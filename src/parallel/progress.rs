//! Progress tracking for batch runs

use std::collections::BTreeMap;
use std::sync::atomic::{AtomicU64, AtomicUsize, Ordering};
use std::sync::Mutex;
use std::time::{Duration, Instant};
use tokio::sync::broadcast;
use tracing::{debug, info};

use crate::error::Stage;

/// Thread-safe progress tracker shared by the runs of a batch
pub struct ProgressTracker {
    state: Mutex<ProgressState>,
    sender: broadcast::Sender<ProgressUpdate>,
    start_time: Mutex<Option<Instant>>,

    // Hot counters, folded into the state on read
    completed: AtomicUsize,
    failed: AtomicUsize,
    bytes_written: AtomicU64,
    pixels_written: AtomicU64,
}

/// Snapshot of batch progress
#[derive(Debug, Clone, Default)]
pub struct ProgressState {
    pub total_runs: u64,
    pub completed_runs: usize,
    pub failed_runs: usize,
    /// Runs currently executing, by batch index
    pub in_flight: BTreeMap<usize, String>,
    /// Most runs seen executing at once during this batch
    pub peak_in_flight: usize,
    pub elapsed_time: Duration,
    pub estimated_remaining: Option<Duration>,
    pub bytes_written: u64,
    pub pixels_written: u64,
    pub runs_per_second: f64,
    pub completion_percentage: f64,
}

/// Progress event broadcast to subscribers
#[derive(Debug, Clone)]
pub enum ProgressUpdate {
    Started {
        total_runs: u64,
    },
    RunStarted {
        index: usize,
        name: String,
    },
    RunCompleted {
        index: usize,
        name: String,
        output_bytes: u64,
        pixels: u64,
        elapsed: Duration,
    },
    RunFailed {
        index: usize,
        name: String,
        stage: Option<Stage>,
        error: String,
    },
    BatchCompleted {
        final_state: ProgressState,
    },
}

impl ProgressTracker {
    pub fn new() -> Self {
        let (sender, _) = broadcast::channel(1024);

        Self {
            state: Mutex::new(ProgressState::default()),
            sender,
            start_time: Mutex::new(None),
            completed: AtomicUsize::new(0),
            failed: AtomicUsize::new(0),
            bytes_written: AtomicU64::new(0),
            pixels_written: AtomicU64::new(0),
        }
    }

    /// Reset counters and start timing a batch of `total_runs`
    pub fn start(&self, total_runs: u64) {
        *self.start_time.lock().unwrap() = Some(Instant::now());
        *self.state.lock().unwrap() = ProgressState {
            total_runs,
            ..Default::default()
        };

        self.completed.store(0, Ordering::Relaxed);
        self.failed.store(0, Ordering::Relaxed);
        self.bytes_written.store(0, Ordering::Relaxed);
        self.pixels_written.store(0, Ordering::Relaxed);

        let _ = self.sender.send(ProgressUpdate::Started { total_runs });
        info!("Started batch of {} runs", total_runs);
    }

    pub fn start_run(&self, index: usize, name: &str) {
        {
            let mut state = self.state.lock().unwrap();
            state.in_flight.insert(index, name.to_string());
            state.peak_in_flight = state.peak_in_flight.max(state.in_flight.len());
        }
        let _ = self.sender.send(ProgressUpdate::RunStarted {
            index,
            name: name.to_string(),
        });
        debug!("Run {} started: {}", index, name);
    }

    pub fn complete_run(
        &self,
        index: usize,
        name: &str,
        output_bytes: u64,
        pixels: u64,
        elapsed: Duration,
    ) {
        self.state.lock().unwrap().in_flight.remove(&index);
        self.completed.fetch_add(1, Ordering::Relaxed);
        self.bytes_written.fetch_add(output_bytes, Ordering::Relaxed);
        self.pixels_written.fetch_add(pixels, Ordering::Relaxed);
        self.update_state();

        let _ = self.sender.send(ProgressUpdate::RunCompleted {
            index,
            name: name.to_string(),
            output_bytes,
            pixels,
            elapsed,
        });
        debug!("Run {} completed: {} ({} bytes)", index, name, output_bytes);
    }

    pub fn fail_run(&self, index: usize, name: &str, stage: Option<Stage>, error: String) {
        self.state.lock().unwrap().in_flight.remove(&index);
        self.failed.fetch_add(1, Ordering::Relaxed);
        self.update_state();

        debug!("Run {} failed: {}: {}", index, name, error);
        let _ = self.sender.send(ProgressUpdate::RunFailed {
            index,
            name: name.to_string(),
            stage,
            error,
        });
    }

    fn update_state(&self) {
        let Some(started) = *self.start_time.lock().unwrap() else {
            return;
        };

        let elapsed = started.elapsed();
        let completed = self.completed.load(Ordering::Relaxed);
        let failed = self.failed.load(Ordering::Relaxed);

        let mut state = self.state.lock().unwrap();
        state.completed_runs = completed;
        state.failed_runs = failed;
        state.elapsed_time = elapsed;
        state.bytes_written = self.bytes_written.load(Ordering::Relaxed);
        state.pixels_written = self.pixels_written.load(Ordering::Relaxed);

        let finished = (completed + failed) as u64;
        if state.total_runs > 0 {
            state.completion_percentage = finished as f64 / state.total_runs as f64 * 100.0;
        }

        let seconds = elapsed.as_secs_f64();
        if seconds > 0.0 {
            state.runs_per_second = finished as f64 / seconds;
            state.estimated_remaining = (finished > 0 && state.total_runs > finished).then(|| {
                let per_run = seconds / finished as f64;
                Duration::from_secs_f64((state.total_runs - finished) as f64 * per_run)
            });
        }
    }

    /// Current progress
    pub fn get_state(&self) -> ProgressState {
        self.update_state();
        self.state.lock().unwrap().clone()
    }

    pub fn subscribe(&self) -> broadcast::Receiver<ProgressUpdate> {
        self.sender.subscribe()
    }

    /// Announce the end of the batch
    pub fn complete_batch(&self) {
        let final_state = self.get_state();

        info!(
            "Batch completed: {}/{} runs succeeded in {:.2}s",
            final_state.completed_runs,
            final_state.total_runs,
            final_state.elapsed_time.as_secs_f64()
        );
        let _ = self.sender.send(ProgressUpdate::BatchCompleted { final_state });
    }

    /// Throughput figures derived from the current state
    pub fn get_metrics(&self) -> ProgressMetrics {
        let state = self.get_state();
        let seconds = state.elapsed_time.as_secs_f64();
        let per_second = |value: u64| if seconds > 0.0 { value as f64 / seconds } else { 0.0 };

        ProgressMetrics {
            runs_per_second: state.runs_per_second,
            bytes_per_second: per_second(state.bytes_written),
            pixels_per_second: per_second(state.pixels_written),
            average_output_size: match state.completed_runs {
                0 => 0,
                n => state.bytes_written / n as u64,
            },
            success_rate: if state.total_runs > 0 {
                state.completed_runs as f64 / state.total_runs as f64 * 100.0
            } else {
                0.0
            },
        }
    }
}

impl Default for ProgressTracker {
    fn default() -> Self {
        Self::new()
    }
}

impl ProgressState {
    /// Finished runs, successful or not
    pub fn finished_runs(&self) -> usize {
        self.completed_runs + self.failed_runs
    }

    pub fn status_text(&self) -> String {
        if self.completion_percentage >= 100.0 {
            "Completed".to_string()
        } else if self.in_flight.is_empty() {
            format!("{}/{} runs finished", self.finished_runs(), self.total_runs)
        } else {
            format!(
                "{}/{} runs finished, {} running",
                self.finished_runs(),
                self.total_runs,
                self.in_flight.len()
            )
        }
    }

    pub fn eta_text(&self) -> String {
        match self.estimated_remaining {
            Some(duration) => {
                let seconds = duration.as_secs();
                if seconds < 60 {
                    format!("{}s", seconds)
                } else if seconds < 3600 {
                    format!("{}m {}s", seconds / 60, seconds % 60)
                } else {
                    format!("{}h {}m", seconds / 3600, (seconds % 3600) / 60)
                }
            }
            None => "Unknown".to_string(),
        }
    }

    pub fn speed_text(&self) -> String {
        if self.runs_per_second >= 1.0 {
            format!("{:.1} runs/sec", self.runs_per_second)
        } else if self.runs_per_second > 0.0 {
            format!("{:.1} sec/run", 1.0 / self.runs_per_second)
        } else {
            "Unknown".to_string()
        }
    }
}

/// Performance metrics derived from progress state
#[derive(Debug, Clone)]
pub struct ProgressMetrics {
    pub runs_per_second: f64,
    pub bytes_per_second: f64,
    pub pixels_per_second: f64,
    pub average_output_size: u64,
    pub success_rate: f64,
}

impl ProgressMetrics {
    pub fn throughput_text(&self) -> String {
        let mb_per_sec = self.bytes_per_second / 1024.0 / 1024.0;
        format!("{:.1} MB/s, {:.0} Mpx/s", mb_per_sec, self.pixels_per_second / 1_000_000.0)
    }

    pub fn average_size_text(&self) -> String {
        let mb = self.average_output_size as f64 / 1024.0 / 1024.0;
        if mb >= 1.0 {
            format!("{:.1} MB", mb)
        } else {
            format!("{:.0} KB", self.average_output_size as f64 / 1024.0)
        }
    }
}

______________________________

WHAT NEEDS TO BE DONE: Of all the entries above, retype exactly the lines from the line with "n => state.bytes_written" to the line with "successful or not", both included, and no others.

TASK OUTPUT:
                n => state.bytes_written / n as u64,
            },
            success_rate: if state.total_runs > 0 {
                state.completed_runs as f64 / state.total_runs as f64 * 100.0
            } else {
                0.0
            },
        }
    }
}

impl Default for ProgressTracker {
    fn default() -> Self {
        Self::new()
    }
}

impl ProgressState {
    /// Finished runs, successful or not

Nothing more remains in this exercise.